In January of 2004, a small company named T2 Laboratories, located in Jacksonville, Florida, started commercial production of a new product — a chemical called methylcyclopentadienyl manganese tricarbonyl (or MCMT for short), which they planned to sell as a gasoline additive under the name “Ecotane.”
By 2007, Ecotane had become T2’s primary product. But MCMT, a highly unstable chemical, carried risks T2’s founders didn’t understand.
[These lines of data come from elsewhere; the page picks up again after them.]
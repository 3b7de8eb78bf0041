use std::collections::HashMap;
use std::time::Duration;

use anyhow::{anyhow, Context, Result};
use chrono::{DateTime, TimeZone, Utc};
use serde::Deserialize;

use crate::types::{LogEntry, TopErrorMessage};

const REQUEST_TIMEOUT: Duration = Duration::from_secs(20);

/// Thin client for the Loki HTTP query API.
#[derive(Debug, Clone)]
pub struct LokiClient {
    base_url: String,
    http: reqwest::Client,
}

#[derive(Debug, Deserialize)]
struct LokiResponse {
    status: String,
    #[serde(default)]
    data: Option<LokiData>,
}

#[derive(Debug, Deserialize)]
struct LokiData {
    #[serde(default)]
    result: Vec<LogStream>,
}

/// One stream from a Loki result: label set plus
/// `(nanosecond_timestamp, line)` value pairs.
#[derive(Debug, Clone, Deserialize)]
pub struct LogStream {
    #[serde(default)]
    pub stream: HashMap<String, String>,
    #[serde(default)]
    pub values: Vec<(String, String)>,
}

impl LokiClient {
    pub fn new(base_url: &str) -> Result<Self> {
        let http = reqwest::Client::builder()
            .timeout(REQUEST_TIMEOUT)
            .build()
            .context("Failed to build Loki HTTP client")?;
        Ok(Self { base_url: base_url.trim_end_matches('/').to_string(), http })
    }

    /// Runs a LogQL range query. Timestamps are converted to nanoseconds
    /// here, at the adapter boundary.
    pub async fn query_range(
        &self,
        logql: &str,
        start: DateTime<Utc>,
        end: DateTime<Utc>,
        limit: u32,
    ) -> Result<Vec<LogStream>> {
        let url = format!(
            "{}/loki/api/v1/query_range?query={}&start={}&end={}&limit={}",
            self.base_url,
            urlencoding::encode(logql),
            start.timestamp_millis() as i128 * 1_000_000,
            end.timestamp_millis() as i128 * 1_000_000,
            limit
        );

        let response = self.http.get(&url).send().await.context("Loki request failed")?;
        let status = response.status();
        if !status.is_success() {
            return Err(anyhow!("Loki returned HTTP {}", status));
        }

        let body: LokiResponse = response
            .json()
            .await
            .context("Failed to parse Loki response")?;
        if body.status != "success" {
            return Err(anyhow!("Loki query failed with status {}", body.status));
        }

        Ok(body.data.map(|d| d.result).unwrap_or_default())
    }

    /// Fetches error-ish log lines for the configured application namespaces.
    pub async fn error_logs(
        &self,
        namespace_regex: &str,
        start: DateTime<Utc>,
        end: DateTime<Utc>,
        limit: u32,
    ) -> Result<Vec<LogStream>> {
        let logql = error_selector(namespace_regex);
        self.query_range(&logql, start, end, limit).await
    }

    /// Liveness probe against `/ready`, for the service health endpoint.
    pub async fn is_healthy(&self) -> bool {
        let url = format!("{}/ready", self.base_url);
        match self.http.get(&url).send().await {
            Ok(res) => res.status().is_success(),
            Err(_) => false,
        }
    }
}

pub fn error_selector(namespace_regex: &str) -> String {
    format!("{{namespace=~\"{}\"}} |~ \"(?i)(error|exception|fail)\"", namespace_regex)
}

/// Flattens streams into log entries, newest first. Lines that are JSON
/// objects contribute their `message`/`msg` and `level` fields; anything
/// else is kept verbatim.
pub fn parse_log_streams(streams: &[LogStream]) -> Vec<LogEntry> {
    let mut entries: Vec<LogEntry> = Vec::new();
    for stream in streams {
        let namespace = label(stream, "namespace");
        let service = service_label(stream);
        for (raw_ts, line) in &stream.values {
            let timestamp = match nanos_to_datetime(raw_ts) {
                Some(ts) => ts,
                None => continue,
            };
            let (message, level) = parse_line(line);
            entries.push(LogEntry {
                timestamp,
                message,
                level,
                namespace: namespace.clone(),
                service: service.clone(),
            });
        }
    }
    entries.sort_by(|a, b| b.timestamp.cmp(&a.timestamp));
    entries
}

/// Groups messages across streams by their trimmed, lowercased text (the
/// first occurrence's text is what gets displayed) and returns the `top_n`
/// most frequent, with the labels and timestamp of the most recent one.
pub fn top_error_messages(streams: &[LogStream], top_n: usize) -> Vec<TopErrorMessage> {
    let mut grouped: HashMap<String, TopErrorMessage> = HashMap::new();

    for stream in streams {
        let namespace = label(stream, "namespace");
        let service = service_label(stream);
        for (raw_ts, line) in &stream.values {
            let timestamp = match nanos_to_datetime(raw_ts) {
                Some(ts) => ts,
                None => continue,
            };
            let (message, _) = parse_line(line);
            let key = message.trim().to_lowercase();
            let entry = grouped.entry(key).or_insert_with(|| TopErrorMessage {
                message: message.trim().to_string(),
                count: 0,
                namespace: namespace.clone(),
                service: service.clone(),
                last_occurred: timestamp,
            });
            entry.count += 1;
            if timestamp > entry.last_occurred {
                entry.last_occurred = timestamp;
                entry.namespace = namespace.clone();
                entry.service = service.clone();
            }
        }
    }

    let mut ranked: Vec<TopErrorMessage> = grouped.into_values().collect();
    ranked.sort_by(|a, b| b.count.cmp(&a.count).then_with(|| a.message.cmp(&b.message)));
    ranked.truncate(top_n);
    ranked
}

fn label(stream: &LogStream, key: &str) -> String {
    stream.stream.get(key).cloned().unwrap_or_else(|| "unknown".to_string())
}

fn service_label(stream: &LogStream) -> String {
    stream
        .stream
        .get("app")
        .or_else(|| stream.stream.get("pod"))
        .cloned()
        .unwrap_or_else(|| "unknown".to_string())
}

fn nanos_to_datetime(raw: &str) -> Option<DateTime<Utc>> {
    let nanos: i128 = raw.parse().ok()?;
    let millis = (nanos / 1_000_000) as i64;
    Utc.timestamp_millis_opt(millis).single()
}

fn parse_line(line: &str) -> (String, Option<String>) {
    if let Ok(value) = serde_json::from_str::<serde_json::Value>(line) {
        if let Some(obj) = value.as_object() {
            let message = obj
                .get("message")
                .or_else(|| obj.get("msg"))
                .and_then(|v| v.as_str())
                .unwrap_or(line)
                .to_string();
            let level = obj.get("level").and_then(|v| v.as_str()).map(|s| s.to_string());
            return (message, level);
        }
    }
    (line.to_string(), None)
}

#[cfg(test)]
mod tests {
    use super::*;

    fn stream(labels: &[(&str, &str)], values: &[(&str, &str)]) -> LogStream {
        LogStream {
            stream: labels.iter().map(|(k, v)| (k.to_string(), v.to_string())).collect(),
            values: values.iter().map(|(t, l)| (t.to_string(), l.to_string())).collect(),
        }
    }

    #[test]
    fn test_parse_log_streams_sorted_newest_first() {
        let streams = vec![stream(
            &[("namespace", "shop"), ("app", "checkout")],
            &[
                ("1700000000000000000", "first error"),
                ("1700000060000000000", "second error"),
            ],
        )];

        let entries = parse_log_streams(&streams);
        assert_eq!(entries.len(), 2);
        assert_eq!(entries[0].message, "second error");
        assert_eq!(entries[1].message, "first error");
        assert_eq!(entries[0].namespace, "shop");
        assert_eq!(entries[0].service, "checkout");
    }

    #[test]
    fn test_parse_log_streams_json_lines() {
        let streams = vec![stream(
            &[("namespace", "shop"), ("pod", "api-0")],
            &[(
                "1700000000000000000",
                r#"{"level":"error","message":"db connection refused"}"#,
            )],
        )];

        let entries = parse_log_streams(&streams);
        assert_eq!(entries[0].message, "db connection refused");
        assert_eq!(entries[0].level, Some("error".to_string()));
        assert_eq!(entries[0].service, "api-0");
    }

    #[test]
    fn test_top_error_messages_groups_and_ranks() {
        let streams = vec![
            stream(
                &[("namespace", "shop"), ("app", "checkout")],
                &[
                    ("1700000000000000000", "timeout talking to payments"),
                    ("1700000010000000000", "timeout talking to payments"),
                    ("1700000020000000000", "timeout talking to payments"),
                ],
            ),
            stream(
                &[("namespace", "shop"), ("app", "catalog")],
                &[
                    ("1700000005000000000", "index out of date"),
                    ("1700000015000000000", "cache miss storm"),
                ],
            ),
        ];

        let top = top_error_messages(&streams, 10);
        assert_eq!(top.len(), 3);
        assert_eq!(top[0].message, "timeout talking to payments");
        assert_eq!(top[0].count, 3);
        assert_eq!(top[0].service, "checkout");
        assert_eq!(top[1].count, 1);
        assert_eq!(top[2].count, 1);
    }

    #[test]
    fn test_top_error_messages_fold_case_and_whitespace_variants() {
        let streams = vec![stream(
            &[("namespace", "shop"), ("app", "checkout")],
            &[
                ("1700000000000000000", "Payment Timeout"),
                ("1700000010000000000", "  payment timeout "),
            ],
        )];

        let top = top_error_messages(&streams, 10);
        assert_eq!(top.len(), 1);
        assert_eq!(top[0].count, 2);
        // the first occurrence's text is preserved for display
        assert_eq!(top[0].message, "Payment Timeout");
    }

    #[test]
    fn test_top_error_messages_truncates() {
        let values: Vec<(String, String)> = (0..15)
            .map(|i| (format!("170000000{:02}00000000", i), format!("error {}", i)))
            .collect();
        let streams = vec![LogStream {
            stream: HashMap::from([("namespace".to_string(), "shop".to_string())]),
            values,
        }];

        let top = top_error_messages(&streams, 10);
        assert_eq!(top.len(), 10);
    }

    #[test]
    fn test_top_error_messages_tracks_latest_occurrence() {
        let streams = vec![
            stream(&[("namespace", "a"), ("app", "old")], &[("1700000000000000000", "boom")]),
            stream(&[("namespace", "b"), ("app", "new")], &[("1700000100000000000", "boom")]),
        ];

        let top = top_error_messages(&streams, 5);
        assert_eq!(top.len(), 1);
        assert_eq!(top[0].count, 2);
        assert_eq!(top[0].namespace, "b");
        assert_eq!(top[0].service, "new");
    }

    #[tokio::test]
    async fn test_query_range_sends_nanoseconds() {
        let mut server = mockito::Server::new_async().await;
        let _m = server
            .mock("GET", "/loki/api/v1/query_range")
            .match_query(mockito::Matcher::AllOf(vec![
                mockito::Matcher::UrlEncoded("start".into(), "1700000000000000000".into()),
                mockito::Matcher::UrlEncoded("end".into(), "1700003600000000000".into()),
                mockito::Matcher::UrlEncoded("limit".into(), "500".into()),
            ]))
            .with_status(200)
            .with_body(
                r#"{"status":"success","data":{"resultType":"streams","result":[
                    {"stream":{"namespace":"shop"},"values":[["1700000001000000000","oops"]]}
                ]}}"#,
            )
            .create_async()
            .await;

        let client = LokiClient::new(&server.url()).unwrap();
        let start = Utc.timestamp_opt(1_700_000_000, 0).unwrap();
        let end = Utc.timestamp_opt(1_700_003_600, 0).unwrap();
        let streams = client
            .query_range("{namespace=~\".+\"}", start, end, 500)
            .await
            .unwrap();

        assert_eq!(streams.len(), 1);
        assert_eq!(streams[0].values[0].1, "oops");
    }

    #[tokio::test]
    async fn test_http_failure_is_surfaced() {
        let mut server = mockito::Server::new_async().await;
        let _m = server
            .mock("GET", "/loki/api/v1/query_range")
            .match_query(mockito::Matcher::Any)
            .with_status(500)
            .create_async()
            .await;

        let client = LokiClient::new(&server.url()).unwrap();
        let start = Utc.timestamp_opt(1_700_000_000, 0).unwrap();
        let end = Utc.timestamp_opt(1_700_003_600, 0).unwrap();
        let err = client
            .query_range("{namespace=~\".+\"}", start, end, 100)
            .await
            .unwrap_err();
        assert!(err.to_string().contains("500"));
    }
}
And on December 19 of that year, as they worked on their 175th batch of MCMT, those risks caught up with them:
The co-owner of Jacksonville’s T2 Laboratories spent his life’s last frantic minutes trying to stop a runaway chemical reaction he didn’t fully understand…
Robert Scott Gallagher waved for employees to get away from a reactor chamber, telling one worker a fire was about to start, according to the assessment by the U.S. Chemical Safety Board.
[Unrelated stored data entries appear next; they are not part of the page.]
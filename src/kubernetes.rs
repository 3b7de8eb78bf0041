use anyhow::{anyhow, Result};
use chrono::Utc;
use k8s_openapi::api::core::v1::{Node, Pod};
use kube::api::{ListParams, LogParams};
use kube::{Api, Client};
use tracing::warn;

use crate::types::{
    ClusterOverview, Config, HealthcheckResult, NodeCounts, NodeInfo, PodCounts,
    PodHealthErrors, ProbeLogError,
};
use crate::units::{normalize_cpu_cores, normalize_memory_bytes};

/// Cluster API access. Connection failure at startup degrades to an
/// unavailable handle instead of aborting, so Prometheus- and Loki-backed
/// endpoints keep working outside a cluster.
#[derive(Clone)]
pub struct ClusterApi {
    client: Option<Client>,
}

impl ClusterApi {
    pub async fn connect() -> Self {
        match Client::try_default().await {
            Ok(client) => Self { client: Some(client) },
            Err(e) => {
                warn!("Kubernetes client unavailable, cluster endpoints disabled: {}", e);
                Self { client: None }
            }
        }
    }

    pub fn disconnected() -> Self {
        Self { client: None }
    }

    pub fn is_available(&self) -> bool {
        self.client.is_some()
    }

    fn client(&self) -> Result<&Client> {
        self.client
            .as_ref()
            .ok_or_else(|| anyhow!("Kubernetes cluster API is not available"))
    }

    pub async fn is_healthy(&self) -> bool {
        match self.client() {
            Ok(client) => client.apiserver_version().await.is_ok(),
            Err(_) => false,
        }
    }

    /// Counts nodes by readiness and pods by phase across the cluster.
    pub async fn cluster_overview(&self) -> Result<ClusterOverview> {
        let client = self.client()?;

        let node_api: Api<Node> = Api::all(client.clone());
        let pod_api: Api<Pod> = Api::all(client.clone());
        let params = ListParams::default();
        let (nodes, pods) = tokio::join!(node_api.list(&params), pod_api.list(&params));
        let nodes = nodes?;
        let pods = pods?;

        let mut node_counts = NodeCounts { total: nodes.items.len(), ready: 0 };
        for node in &nodes.items {
            if node_is_ready(node) {
                node_counts.ready += 1;
            }
        }

        let mut pod_counts = PodCounts { total: pods.items.len(), ..Default::default() };
        for pod in &pods.items {
            match pod_phase(pod) {
                "Running" => pod_counts.running += 1,
                "Pending" => pod_counts.pending += 1,
                "Failed" => pod_counts.failed += 1,
                _ => {}
            }
        }

        Ok(ClusterOverview { nodes: node_counts, pods: pod_counts })
    }

    /// Lists nodes with address, role and system info for the report's
    /// node inventory table.
    pub async fn nodes(&self) -> Result<Vec<NodeInfo>> {
        let client = self.client()?;
        let node_api: Api<Node> = Api::all(client.clone());
        let nodes = node_api.list(&ListParams::default()).await?;

        Ok(nodes.items.iter().filter_map(node_info).collect())
    }

    /// Tails the healthcheck probe pods' logs and reports recent failure
    /// lines. Per-pod log fetch errors are skipped so one broken pod does
    /// not hide the others.
    pub async fn healthcheck_status(&self, cfg: &Config) -> Result<HealthcheckResult> {
        let client = self.client()?;
        let pod_api: Api<Pod> = Api::namespaced(client.clone(), &cfg.healthcheck_namespace);
        let pods = pod_api
            .list(&ListParams::default().labels(&cfg.healthcheck_selector))
            .await?;

        let log_params = LogParams {
            tail_lines: Some(100),
            container: cfg.healthcheck_container.clone(),
            ..Default::default()
        };

        let mut result = HealthcheckResult::default();
        for pod in &pods.items {
            let pod_name = match pod.metadata.name.as_deref() {
                Some(name) => name,
                None => continue,
            };
            result.checked_pods += 1;

            let logs = match pod_api.logs(pod_name, &log_params).await {
                Ok(logs) => logs,
                Err(e) => {
                    warn!("Failed to read logs from healthcheck pod {}: {}", pod_name, e);
                    continue;
                }
            };

            let errors = scan_probe_logs(&logs);
            if !errors.is_empty() {
                result.errors.push(PodHealthErrors {
                    pod: pod_name.to_string(),
                    node: pod
                        .spec
                        .as_ref()
                        .and_then(|s| s.node_name.clone())
                        .unwrap_or_else(|| "unknown".to_string()),
                    errors,
                });
            }
        }

        result.has_errors = !result.errors.is_empty();
        Ok(result)
    }
}

fn node_is_ready(node: &Node) -> bool {
    node.status
        .as_ref()
        .and_then(|s| s.conditions.as_ref())
        .map(|conditions| {
            conditions
                .iter()
                .any(|c| c.type_ == "Ready" && c.status == "True")
        })
        .unwrap_or(false)
}

fn pod_phase(pod: &Pod) -> &str {
    pod.status
        .as_ref()
        .and_then(|s| s.phase.as_deref())
        .unwrap_or("Unknown")
}

fn node_info(node: &Node) -> Option<NodeInfo> {
    let name = node.metadata.name.clone()?;
    let status = node.status.as_ref();

    let ip = status
        .and_then(|s| s.addresses.as_ref())
        .and_then(|addrs| addrs.iter().find(|a| a.type_ == "InternalIP"))
        .map(|a| a.address.clone());

    let role = node
        .metadata
        .labels
        .as_ref()
        .map(|labels| {
            if labels.contains_key("node-role.kubernetes.io/control-plane")
                || labels.contains_key("node-role.kubernetes.io/master")
            {
                "control-plane".to_string()
            } else {
                "worker".to_string()
            }
        })
        .unwrap_or_else(|| "worker".to_string());

    let node_status = if node_is_ready(node) { "Ready" } else { "NotReady" };
    let system = status.and_then(|s| s.node_info.as_ref());

    let capacity = status.and_then(|s| s.capacity.as_ref());
    let cpu_capacity_cores = capacity
        .and_then(|c| c.get("cpu"))
        .map(|q| normalize_cpu_cores(&q.0))
        .filter(|&v| v > 0.0);
    let memory_capacity_bytes = capacity
        .and_then(|c| c.get("memory"))
        .map(|q| normalize_memory_bytes(&q.0))
        .filter(|&v| v > 0.0);

    Some(NodeInfo {
        name,
        ip,
        role,
        status: node_status.to_string(),
        os: system.map(|i| i.os_image.clone()),
        kernel: system.map(|i| i.kernel_version.clone()),
        container_runtime: system.map(|i| i.container_runtime_version.clone()),
        kubelet_version: system.map(|i| i.kubelet_version.clone()),
        cpu_capacity_cores,
        memory_capacity_bytes,
    })
}

const FAILURE_MARKERS: &[&str] = &["ERROR", "CRITICAL", "FAIL", "DOWN"];
const FAILURE_MARKER_KO: &str = "실패";

/// Scans tailed probe logs for failure lines and keeps the last ten.
pub fn scan_probe_logs(logs: &str) -> Vec<ProbeLogError> {
    let mut errors: Vec<ProbeLogError> = logs
        .lines()
        .filter_map(|line| {
            let line = line.trim();
            if line.is_empty() {
                return None;
            }
            marker_position(line).map(|(idx, len)| ProbeLogError {
                timestamp: extract_bracketed_timestamp(line)
                    .unwrap_or_else(|| Utc::now().format("%Y-%m-%d %H:%M:%S").to_string()),
                message: extract_message(line, idx, len),
            })
        })
        .collect();

    if errors.len() > 10 {
        errors.drain(..errors.len() - 10);
    }
    errors
}

/// Byte position and length of the first failure marker. ASCII markers are
/// matched case-insensitively; to_ascii_uppercase preserves byte offsets.
fn marker_position(line: &str) -> Option<(usize, usize)> {
    let upper = line.to_ascii_uppercase();
    for marker in FAILURE_MARKERS {
        if let Some(idx) = upper.find(marker) {
            return Some((idx, marker.len()));
        }
    }
    line.find(FAILURE_MARKER_KO)
        .map(|idx| (idx, FAILURE_MARKER_KO.len()))
}

fn extract_message(line: &str, marker_idx: usize, marker_len: usize) -> String {
    let rest = line[marker_idx + marker_len..]
        .trim_start_matches([':', '-', ']', ' '])
        .trim();
    if rest.is_empty() {
        line.to_string()
    } else {
        rest.to_string()
    }
}

/// Extracts a leading `[YYYY-MM-DD HH:MM:SS]` timestamp if the line has one.
fn extract_bracketed_timestamp(line: &str) -> Option<String> {
    let open = line.find('[')?;
    let close = line[open..].find(']')? + open;
    let candidate = &line[open + 1..close];
    if is_datetime_shaped(candidate) {
        Some(candidate.to_string())
    } else {
        None
    }
}

fn is_datetime_shaped(s: &str) -> bool {
    let bytes = s.as_bytes();
    if bytes.len() != 19 {
        return false;
    }
    bytes.iter().enumerate().all(|(i, &b)| match i {
        4 | 7 => b == b'-',
        10 => b == b' ',
        13 | 16 => b == b':',
        _ => b.is_ascii_digit(),
    })
}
Then Gallagher, a 49-year-old father of five, went back inside the reactor’s concrete block control room and tried to stop the disaster.
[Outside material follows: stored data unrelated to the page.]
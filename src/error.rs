use axum::http::StatusCode;
use axum::response::{IntoResponse, Response};
use axum::Json;
use thiserror::Error;

/// Error surface of the HTTP API. Internal errors carry their anyhow chain
/// into the JSON body so operators can see which upstream broke.
#[derive(Debug, Error)]
pub enum ApiError {
    #[error("{0}")]
    BadRequest(String),

    #[error("{0:#}")]
    Internal(#[from] anyhow::Error),
}

impl IntoResponse for ApiError {
    fn into_response(self) -> Response {
        let status = match self {
            ApiError::BadRequest(_) => StatusCode::BAD_REQUEST,
            ApiError::Internal(_) => StatusCode::INTERNAL_SERVER_ERROR,
        };

        (status, Json(serde_json::json!({ "error": self.to_string() }))).into_response()
    }
}

#[cfg(test)]
mod tests {
    use super::*;

    #[test]
    fn test_status_codes() {
        let bad = ApiError::BadRequest("start and end are required".to_string()).into_response();
        assert_eq!(bad.status(), StatusCode::BAD_REQUEST);

        let internal = ApiError::from(anyhow::anyhow!("prometheus down")).into_response();
        assert_eq!(internal.status(), StatusCode::INTERNAL_SERVER_ERROR);
    }

    #[test]
    fn test_internal_error_keeps_context_chain() {
        let root = anyhow::anyhow!("connection refused");
        let err = ApiError::from(root.context("Prometheus request failed"));
        let text = err.to_string();
        assert!(text.contains("Prometheus request failed"));
        assert!(text.contains("connection refused"));
    }
}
Within minutes, he and three others were killed as the blast wiped out the Northside plant and wrecked neighboring businesses on Faye Road.
The blast caused by the failure of T2’s chemical reactor hit Jacksonville with the force of 1,400 pounds of TNT, throwing debris more than a thousand feet and shattering windows for a quarter mile. The blast killed four T2 personnel and wounded four more — a shattering toll for the small company, which had just 12 employees. Outside T2, 28 people working in the vicinity were also injured.
A video shows graphically what went wrong at T2 that day:
That video was released yesterday by the Chemical Safety Board (CSB), the Federal agency that is responsible for investigating chemical accidents. It summarizes the findings of the CSB’s investigation into the T2 disaster, which they also released yesterday in a draft report.
The report finds that T2 didn’t fully understand the potential risk of a runaway reaction when working with MCMT; that they failed to provide backup cooling systems, which could have prevented such a reaction, in case the primary one failed; and that the pressure-relief systems in place to stop a runaway reaction once it began were inadequate to the task when the moment came.
All of which answers the question of what happened that terrible day in Jacksonville. But it doesn’t answer the logical next question: what can be done to ensure that no similar disaster strikes another community in the future?
On this question, the CSB report is strangely wobbly. Noting that T2’s founders had only bachelor’s degrees in chemistry, and that the risks of reactive chemicals like MCMT are typically not covered in university curricula at that level, they call for changes in chemical engineering curricula to broaden awareness of reactive chemicals and their risks.
But what does that mean in practice? The Charleston, West Virginia Gazette, in an excellent blog post, explains:
Conspicuously absent from the CSB report was a repeat of the board’s recommendation that OSHA and EPA rewrite their rules to more closely regulate the handling of highly reactive chemicals…
You see, the CSB produced a major report way back in October 2002 that examined the serious danagers of working with highly reactive chemicals. Board investigators spent more than two years examining 167 serious chemical accidents over 20 years that involved uncontrolled reactions and resulted in 108 deaths and hundreds of millions of dollars in property damage.
The report concluded that reactive chemical accidents — where one or more chemicals suddenly react or decompose, producing severe heating and rising pressures — pose “a significant problem” and that pertinent federal safety regulations contained “significant gaps” in their applicability and in their specific provisions. For example, CSB investigators found that more than half of the 167 surveyed incidents involved chemicals not covered by OSHA process safety management or EPA risk management rules.
The board recommended that OSHA and EPA both rewrite their rules to specifically cover these kinds of reactive chemical accidents…
Since the CSB’s 2002 recommendation, there have been nearly 250 other reactive chemical incidents, killing a total of three people, injuring 220 and forcing the evacuation of more than 24,000.
In 2003, the CSB specifically criticized OSHA for failing to implement the board’s 2002 recommendation, terming OSHA’s response “unacceptable.”
Change to Win health and safety coordinator Eric Frumin explained to the Florida Times-Union why this omission is so troubling:
“The Chemical Safety Board was created to be the ultimate watchdog on federal regulatory agencies, and it seems like the watchdog has gone to sleep,” said Eric Frumin, safety and health coordinator for a union group called Change to Win. He said some members of the safety board, appointed by former President George W. Bush, “have a clear bias against strong health and safety regulations.”
Electing President Barack Obama was a huge step towards a government that works for the people again — but the T2 report shows clearly that it can’t be the last step. We need leaders at every level of government, in every regulatory agency, who are willing to fight to put workers’ lives and public safety before the corporate bottom line.
And we need them before another community has to deal with a tragedy like Jacksonville’s.